Yes. CBRE noted Asia‑Pacific capital values grew 0.8% in the second quarter and that the region’s capital value index has fully rebounded from the financial crisis, standing 5.3% above its pre‑crisis peak in Q2 2008. However, rent growth in the region was muted, with the Asia‑Pacific Office Rent Index up just 0.1% in the quarter.
CBRE’s global chairman of research, Raymond Torto, said commercial real estate continues to hold strong appeal for investors in a low interest rate environment. He noted that prime assets, in particular, offer attractive risk‑adjusted returns compared with stocks and bonds, even as long‑term interest rates have ticked up.

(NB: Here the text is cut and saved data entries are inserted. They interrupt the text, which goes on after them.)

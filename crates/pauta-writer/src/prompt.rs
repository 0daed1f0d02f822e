use pauta_core::markers::{
    ATTRIBUTION_LINE, BODY_MARKER, CALL_TO_ACTION, CAPTION_MARKER, HEADLINE_MARKER, OUTLET_NAME,
    UNKNOWN_DATE,
};
use pauta_core::{ReportDetails, ReportInput};

/// Build the full instruction text for one report.
///
/// Pure: the date and time come from the input verbatim, never from the
/// clock, so the same report always yields the same prompt.
pub fn build(input: &ReportInput) -> String {
    let mut out = String::with_capacity(4096);

    out.push_str("Você é um repórter experiente do site \"");
    out.push_str(OUTLET_NAME);
    out.push_str(
        "\". Escreva uma matéria jornalística completa e também uma sugestão de legenda \
para o Instagram.\n\n",
    );

    out.push_str("DADOS DA OCORRÊNCIA:\n");
    out.push_str("DATA/HORA: ");
    out.push_str(&date_line(&input.date, &input.time));
    out.push('\n');
    serialize_details(&mut out, &input.details);
    out.push_str(
        "(Se houver imagens anexadas, use-as para descrever melhor o cenário, veículos ou \
contexto visual, mas mantenha o tom profissional).\n\n",
    );

    out.push_str(&instructions());
    out
}

fn date_line(date: &str, time: &str) -> String {
    if date.is_empty() || time.is_empty() {
        UNKNOWN_DATE.to_string()
    } else {
        format!("{date} às {time}")
    }
}

fn field(out: &mut String, label: &str, value: &str) {
    out.push_str(label);
    out.push_str(": ");
    out.push_str(value);
    out.push_str(".\n");
}

fn serialize_details(out: &mut String, details: &ReportDetails) {
    match details {
        ReportDetails::General { location, account } => {
            out.push_str("TIPO: Notícia Geral.\n");
            field(out, "LOCAL", location);
            field(out, "RELATO", account);
        }
        ReportDetails::FireRescue {
            incident_type,
            parties,
            victim_count,
            injuries,
            responder,
            destination,
            location,
            account,
        } => {
            out.push_str("TIPO: Acidente de Trânsito / Ocorrência Bombeiros.\n");
            field(out, "NATUREZA", incident_type);
            field(out, "LOCAL", location);
            field(out, "ENVOLVIDOS", parties);
            field(out, "Nº VÍTIMAS", victim_count);
            field(out, "TIPO LESÕES", injuries);
            field(out, "QUEM ATENDEU", responder.label());
            field(out, "DESTINO VÍTIMAS", destination);
            field(out, "RELATO DO FATO", account);
        }
        ReportDetails::Police {
            occurrence_type,
            neighborhood,
            location,
            destination,
            unit,
            details,
        } => {
            out.push_str("TIPO: Ocorrência Policial.\n");
            field(out, "NATUREZA DO CRIME", occurrence_type);
            field(out, "BAIRRO", neighborhood);
            field(out, "LOCAL EXATO", location);
            field(out, "PARA ONDE FOI LEVADO", destination);
            field(out, "EQUIPE", unit);
            field(out, "DETALHES EXTRAS", details);
        }
    }
}

/// Output directives. Identical for every report.
pub fn instructions() -> String {
    format!(
        "DIRETRIZES DA MATÉRIA:\n\
1. Escreva um título (Manchete) forte na primeira linha iniciado por \"{headline}\".\n\
2. IMPORTANTE: O Título deve estar em \"Sentence case\" (Apenas a primeira letra da frase em \
maiúscula, o restante em minúsculo, exceto nomes próprios). Exemplo: \"Acidente envolve dois \
carros no centro\" e NÃO \"Acidente Envolve Dois Carros No Centro\".\n\
3. Primeiro parágrafo: Lide jornalístico (Quem, quando, onde, o quê).\n\
4. Se for Acidente: Destaque o estado das vítimas e o trânsito.\n\
5. Se for Policial: Use termos técnicos adequados (conduzido à delegacia, suspeito, etc) e \
destaque a ação da polícia.\n\
6. Encerre a matéria citando \"{attribution}\".\n\
7. Comece o corpo da notícia com \"{body}\".\n\n\
DIRETRIZES DO INSTAGRAM:\n\
8. Crie uma seção iniciada por \"{caption}\".\n\
9. Escreva uma legenda engajadora, estruturada em parágrafos curtos com espaçamento (pule \
linhas entre eles) para facilitar a leitura.\n\
10. Use emojis no início dos tópicos importantes.\n\
11. Liste 5 a 10 hashtags relevantes para a região de Catalão/GO após o texto.\n\
12. OBRIGATÓRIO: A última linha da legenda DEVE ser exatamente: \"{cta}\".\n\n\
SAÍDA ESPERADA:\n\
{headline} [Título Aqui (Apenas 1ª letra maiúscula)]\n\
{body} [Texto da matéria]\n\
{caption} [Texto para o Instagram]\n",
        headline = HEADLINE_MARKER,
        body = BODY_MARKER,
        caption = CAPTION_MARKER,
        attribution = ATTRIBUTION_LINE,
        cta = CALL_TO_ACTION,
    )
}
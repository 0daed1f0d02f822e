//! Data-URI helpers for attached images.

use base64::engine::general_purpose::STANDARD;
use base64::Engine;

pub const MIME_JPEG: &str = "image/jpeg";
pub const MIME_PNG: &str = "image/png";
pub const MIME_WEBP: &str = "image/webp";

/// Encode raw image bytes as `data:<mime>;base64,<payload>`.
pub fn encode_data_uri(mime_type: &str, bytes: &[u8]) -> String {
    format!("data:{};base64,{}", mime_type, STANDARD.encode(bytes))
}

/// Infer the MIME type from a data-URI prefix. Anything that is not
/// recognisably PNG or WebP is sent as JPEG.
pub fn infer_mime_type(image: &str) -> &'static str {
    if image.starts_with("data:image/png") {
        MIME_PNG
    } else if image.starts_with("data:image/webp") {
        MIME_WEBP
    } else {
        MIME_JPEG
    }
}

/// Strip the data-URI prefix and return the raw base64 payload.
///
/// Returns `None` when there is no comma-separated payload to extract.
pub fn payload_of(image: &str) -> Option<&str> {
    let (_, rest) = image.split_once(',')?;
    let payload = rest.split(',').next().unwrap_or(rest);
    if payload.is_empty() {
        None
    } else {
        Some(payload)
    }
}
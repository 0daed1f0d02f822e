use pauta_core::markers::{BODY_MARKER, CAPTION_MARKER, DEFAULT_TITLE, HEADLINE_MARKER};
use pauta_core::GeneratedArticle;

/// Split a raw model reply into title, body and caption.
///
/// Total over all strings: any marker may be missing or out of order and the
/// result is still a well-formed article, possibly with empty sections.
pub fn parse_llm_output(raw: &str) -> GeneratedArticle {
    let (main, social_caption) = match raw.split_once(CAPTION_MARKER) {
        Some((main, caption)) => (main, caption.trim().to_string()),
        None => (raw, String::new()),
    };

    let (title, body) = match main.split_once(BODY_MARKER) {
        Some((head, body)) => (extract_title(head), body.trim().to_string()),
        None => (
            DEFAULT_TITLE.to_string(),
            strip_headline_marker(main).trim().to_string(),
        ),
    };

    GeneratedArticle {
        title,
        body,
        social_caption,
    }
}

/// Everything before the body marker is the headline, with its marker
/// removed if present. May be empty when the model wrote no headline.
fn extract_title(head: &str) -> String {
    strip_headline_marker(head).trim().to_string()
}

fn strip_headline_marker(text: &str) -> String {
    text.replacen(HEADLINE_MARKER, "", 1)
}
use thiserror::Error;

/// Message shown to the reporter whenever generation fails.
pub const GENERATION_FAILURE_MESSAGE: &str = "Falha ao gerar notícia. Verifique sua chave de API.";

/// What went wrong inside a single generation call. Logged, never shown.
#[derive(Debug, Error)]
pub enum EngineError {
    #[error("credential not set in environment variable {0}")]
    MissingCredential(String),

    #[error("failed to build HTTP client: {0}")]
    Client(String),

    #[error("request to model endpoint failed: {0}")]
    Transport(#[from] reqwest::Error),

    #[error("model endpoint returned {status}: {body}")]
    Status { status: u16, body: String },

    #[error("could not decode model response: {0}")]
    Decode(#[from] serde_json::Error),
}

/// The only failure surfaced to callers of the writer.
#[derive(Debug, Clone, Copy, PartialEq, Eq, Error)]
#[error("{}", GENERATION_FAILURE_MESSAGE)]
pub struct GenerationFailure;

impl From<EngineError> for GenerationFailure {
    fn from(_: EngineError) -> Self {
        GenerationFailure
    }
}
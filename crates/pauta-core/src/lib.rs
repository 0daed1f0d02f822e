pub mod error;
pub mod markers;
pub mod media;

use serde::{Deserialize, Serialize};
use std::fs;
use std::path::{Path, PathBuf};

pub use error::{SettingsError, ValidationError};

// --- Report input ---

/// Which form the report came from. Decides the context block and the
/// stylistic directives sent to the model.
#[derive(Debug, Clone, Copy, Serialize, Deserialize, PartialEq, Eq, Hash)]
#[serde(rename_all = "camelCase")]
pub enum Category {
    General,
    FireRescue,
    Police,
}

impl Category {
    pub fn as_str(&self) -> &'static str {
        match self {
            Category::General => "general",
            Category::FireRescue => "fireRescue",
            Category::Police => "police",
        }
    }
}

impl std::fmt::Display for Category {
    fn fmt(&self, f: &mut std::fmt::Formatter<'_>) -> std::fmt::Result {
        f.write_str(self.as_str())
    }
}

/// Service that attended a fire/rescue occurrence.
#[derive(Debug, Clone, Copy, Serialize, Deserialize, PartialEq, Eq, Default)]
#[serde(rename_all = "camelCase")]
pub enum Responder {
    #[default]
    FireDepartment,
    AmbulanceService,
    FireAndAmbulance,
    HighwayPatrol,
}

impl Responder {
    /// Label as it appears in the newsroom form and in the prompt.
    pub fn label(&self) -> &'static str {
        match self {
            Responder::FireDepartment => "Corpo de Bombeiros",
            Responder::AmbulanceService => "SAMU",
            Responder::FireAndAmbulance => "Bombeiros e SAMU",
            Responder::HighwayPatrol => "ECO-050",
        }
    }
}

/// Category-specific fields. Each variant carries only its own form.
#[derive(Debug, Clone, Serialize, Deserialize, PartialEq, Eq)]
#[serde(tag = "category", rename_all = "camelCase", rename_all_fields = "camelCase")]
pub enum ReportDetails {
    General {
        #[serde(default)]
        location: String,
        #[serde(default)]
        account: String,
    },
    FireRescue {
        #[serde(default)]
        incident_type: String,
        #[serde(default)]
        parties: String,
        #[serde(default)]
        victim_count: String,
        #[serde(default)]
        injuries: String,
        #[serde(default)]
        responder: Responder,
        #[serde(default)]
        destination: String,
        #[serde(default)]
        location: String,
        #[serde(default)]
        account: String,
    },
    Police {
        #[serde(default)]
        occurrence_type: String,
        #[serde(default)]
        neighborhood: String,
        #[serde(default)]
        location: String,
        #[serde(default)]
        destination: String,
        #[serde(default)]
        unit: String,
        #[serde(default)]
        details: String,
    },
}

#[derive(Debug, Clone, Serialize, Deserialize, PartialEq, Eq)]
#[serde(rename_all = "camelCase")]
pub struct ReportInput {
    /// Calendar date as typed by the reporter; rendered verbatim.
    #[serde(default)]
    pub date: String,
    /// Local clock time as typed by the reporter; rendered verbatim.
    #[serde(default)]
    pub time: String,
    /// Images as base64 data URIs, in upload order.
    #[serde(default)]
    pub images: Vec<String>,
    pub details: ReportDetails,
}

impl ReportInput {
    pub fn category(&self) -> Category {
        match self.details {
            ReportDetails::General { .. } => Category::General,
            ReportDetails::FireRescue { .. } => Category::FireRescue,
            ReportDetails::Police { .. } => Category::Police,
        }
    }

    /// The image shown first when the article is displayed.
    pub fn lead_image(&self) -> Option<&str> {
        self.images.first().map(String::as_str)
    }

    /// Caller-side check run before generation.
    ///
    /// Only general reports have required fields; fire/rescue and police
    /// reports are accepted with any field left blank.
    pub fn validate(&self) -> Result<(), ValidationError> {
        match &self.details {
            ReportDetails::General { location, account } => {
                if location.trim().is_empty() || account.trim().is_empty() {
                    Err(ValidationError::IncompleteGeneralReport)
                } else {
                    Ok(())
                }
            }
            ReportDetails::FireRescue { .. } | ReportDetails::Police { .. } => Ok(()),
        }
    }
}

// --- Generated article ---

#[derive(Debug, Clone, Serialize, Deserialize, PartialEq, Eq)]
#[serde(rename_all = "camelCase")]
pub struct GeneratedArticle {
    pub title: String,
    pub body: String,
    pub social_caption: String,
}

impl GeneratedArticle {
    /// Headline and body as they are pasted into the website editor.
    pub fn site_text(&self) -> String {
        format!("{}\n\n{}", self.title, self.body)
    }

    pub fn social_text(&self) -> &str {
        &self.social_caption
    }
}

// --- AI Settings ---

pub const DEFAULT_MODEL: &str = "gemini-2.5-flash";
pub const DEFAULT_BASE_URL: &str = "https://generativelanguage.googleapis.com";
pub const DEFAULT_API_KEY_VAR: &str = "API_KEY";

/// Non-secret generation settings. The API key itself only ever lives in
/// the environment variable named by `api_key_var`.
#[derive(Debug, Clone, Serialize, Deserialize, PartialEq, Eq)]
#[serde(rename_all = "camelCase", default)]
pub struct AiSettings {
    pub model: String,
    pub base_url: String,
    pub api_key_var: String,
}

impl Default for AiSettings {
    fn default() -> Self {
        Self {
            model: DEFAULT_MODEL.to_string(),
            base_url: DEFAULT_BASE_URL.to_string(),
            api_key_var: DEFAULT_API_KEY_VAR.to_string(),
        }
    }
}

impl AiSettings {
    /// Read the API key from the environment. Blank values count as absent.
    pub fn api_key(&self) -> Option<String> {
        std::env::var(&self.api_key_var)
            .ok()
            .filter(|key| !key.trim().is_empty())
    }

    pub fn credential_available(&self) -> bool {
        self.api_key().is_some()
    }

    pub fn require_credential(&self) -> Result<(), SettingsError> {
        if self.credential_available() {
            Ok(())
        } else {
            Err(SettingsError::MissingCredential(self.api_key_var.clone()))
        }
    }
}

/// Resolve the settings directory (~/.pauta/).
pub fn config_dir() -> PathBuf {
    dirs::home_dir()
        .unwrap_or_else(|| PathBuf::from("."))
        .join(".pauta")
}

pub fn settings_path() -> PathBuf {
    config_dir().join("settings.json")
}

pub fn read_settings() -> AiSettings {
    read_settings_from(&settings_path())
}

/// Read settings from `path`, falling back to defaults when the file is
/// missing or unreadable.
pub fn read_settings_from(path: &Path) -> AiSettings {
    if !path.exists() {
        return AiSettings::default();
    }
    fs::read_to_string(path)
        .ok()
        .and_then(|s| serde_json::from_str(&s).ok())
        .unwrap_or_default()
}

pub fn write_settings(settings: &AiSettings) -> Result<(), SettingsError> {
    write_settings_to(&settings_path(), settings)
}

pub fn write_settings_to(path: &Path, settings: &AiSettings) -> Result<(), SettingsError> {
    if let Some(dir) = path.parent() {
        fs::create_dir_all(dir)?;
    }
    let json = serde_json::to_string_pretty(settings)?;
    fs::write(path, json)?;
    Ok(())
}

Rising vacancy and weak white‑collar employment can put downward pressure on rents and occupancy, which may limit near‑term income growth from office property investments. At the same time, limited new construction in many markets is helping keep available supply in check, and prime assets are still viewed as offering relatively attractive returns versus stocks and bonds. Investors should watch vacancy trends, local employment conditions and supply dynamics.
GPT Group commentary in the article says Sydney is expected to see continued weakness for the remainder of the calendar year, though at a slower rate of decline. Melbourne, having entered the downturn earlier, has seen a mild recovery in white‑collar employment in 2013 and its diversified employment base is expected to support a mild recovery over the next 12 months.